CHINA: Where U.S. Internet Companies Often Fail

Published: January 15, 2010

By DAVID BARBOZA and BRAD STONE

SHANGHAI — If Google pulls out of China because of frustration with government restrictions, it will not be the first time an American Internet giant has retreated from the country.

Hyungwon Kang/Reuters

Jerry Yang, the co-founder of Yahoo, looked at Gao Qin Sheng, the mother of the dissident Shi Tao, at Congressional hearings in 2007. Yahoo reported Mr. Shi to authorities.

EBay and Yahoo arrived with high hopes for a market that failed to live up to their expectations. Social sites like Facebook, MySpace and Twitter have never managed to gain a significant foothold in China, partly because of government blocking and censorship and partly because most major Chinese Internet companies offer popular social networking features of their own.

In fact, no major American Internet company has dominated its field in China, which by some measures is the world’s largest Internet market. Many experts thought Google would be the first.

“There’s no U.S. Internet company close to being a leader here,” says Gary Rieschel, founder and managing director of Qiming Venture Partners, a venture capital firm. “And most of the wounds are self-inflicted.”

While each failure has been different, analysts say the cases may help explain why Google is frustrated — not just by government censors but by its inability to catch its big Chinese rival, Baidu.

Google, an Internet Goliath with $22 billion in revenue and some of the smartest people on the planet, is getting clobbered in China, holding 33 percent of the search engine market to Baidu’s 63 percent. Google has gained significant market share since it formally entered China five years ago, but almost all of that has come from smaller rivals. Baidu also gained market share in that time.

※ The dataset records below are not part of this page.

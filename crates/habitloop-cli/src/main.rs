mod commands;

use anyhow::Result;
use clap::{Parser, Subcommand};
use habitloop_core::screens::SettingsAction;
use habitloop_core::AppContainer;

use commands::config::ConfigAction;
use commands::habit::HabitAction;
use commands::profile::ProfileCommand;
use commands::settings::SettingsCommand;

#[derive(Parser)]
#[command(name = "habitloop")]
#[command(about = "Habit tracker with streaks, reminders and cloud sync", long_about = None)]
struct Cli {
    #[command(subcommand)]
    command: Commands,
}

#[derive(Subcommand, Debug)]
enum Commands {
    /// Sign in with email and password
    Login {
        email: String,
        #[arg(short, long)]
        password: String,
    },
    /// Create an account
    Signup {
        #[arg(short, long)]
        name: String,
        email: String,
        #[arg(short, long)]
        password: String,
        /// Repeat the password
        #[arg(short, long)]
        confirm: String,
    },
    /// Send a password reset email
    ForgotPassword { email: String },
    /// Sign out and clear the local cache
    Logout,
    /// Manage habits
    Habit {
        #[command(subcommand)]
        action: HabitAction,
    },
    /// Show streaks and completion statistics
    Stats,
    /// Pull habits from the cloud into the local cache
    Sync,
    /// Push every cached habit to the cloud
    Backup,
    /// Replace cached habits with the cloud copy
    Restore,
    /// Delete all habits locally and in the cloud
    ClearCache,
    /// Show the quote of the day
    Quote {
        /// Fetch a new quote
        #[arg(short, long)]
        refresh: bool,
    },
    /// Profile management
    Profile {
        #[command(subcommand)]
        action: ProfileCommand,
    },
    /// Notification preferences
    Settings {
        #[command(subcommand)]
        action: SettingsCommand,
    },
    /// Run habit reminders and the daily quote until interrupted
    Remind,
    /// Configuration management
    Config {
        #[command(subcommand)]
        action: ConfigAction,
    },
}

#[tokio::main]
async fn main() -> Result<()> {
    let cli = Cli::parse();

    env_logger::Builder::from_env(env_logger::Env::default().default_filter_or("info"))
        .format_timestamp_secs()
        .init();

    let command = match cli.command {
        Commands::Config { action } => return commands::config::handle_config_command(action),
        other => other,
    };

    let app = AppContainer::load()?;

    match command {
        Commands::Login { email, password } => {
            commands::account::handle_login(&app, email, password).await
        }
        Commands::Signup {
            name,
            email,
            password,
            confirm,
        } => commands::account::handle_signup(&app, name, email, password, confirm).await,
        Commands::ForgotPassword { email } => {
            commands::account::handle_forgot_password(&app, email).await
        }
        Commands::Logout => {
            commands::profile::handle_logout(&app).await;
            Ok(())
        }
        Commands::Habit { action } => commands::habit::handle_habit_command(&app, action).await,
        Commands::Stats => {
            commands::profile::handle_stats_command(&app);
            Ok(())
        }
        Commands::Sync => commands::data::handle_sync(&app).await,
        Commands::Backup => {
            commands::data::handle_data_action(&app, SettingsAction::Backup).await;
            Ok(())
        }
        Commands::Restore => {
            commands::data::handle_data_action(&app, SettingsAction::Restore).await;
            Ok(())
        }
        Commands::ClearCache => {
            commands::data::handle_data_action(&app, SettingsAction::ClearCache).await;
            Ok(())
        }
        Commands::Quote { refresh } => commands::data::handle_quote(&app, refresh).await,
        Commands::Profile { action } => {
            commands::profile::handle_profile_command(&app, action).await
        }
        Commands::Settings { action } => {
            commands::settings::handle_settings_command(&app, action).await
        }
        Commands::Remind => commands::remind::handle_remind(&app).await,
        Commands::Config { .. } => Ok(()),
    }
}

No one expected it to be this way. America’s bleeding-edge technology giants came here armed with cash, intellectual property and an ability to manage complex networks and introverted workers. They each bought or invested in local Internet companies and hired Chinese executives, and they worked to show sensitivity to the byzantine social customs of the world’s most populous country.

But all of them were outsmarted in different ways.

Google set up its China business in 2006, after it invested in Baidu and then reportedly tried and failed to buy it outright. Baidu, founded in 2000 when the Chinese Internet was just beginning to bud, carved out a strong presence by offering something that Google, at first, would not: easy links to download pirated songs, TV shows and movies from Chinese Web sites.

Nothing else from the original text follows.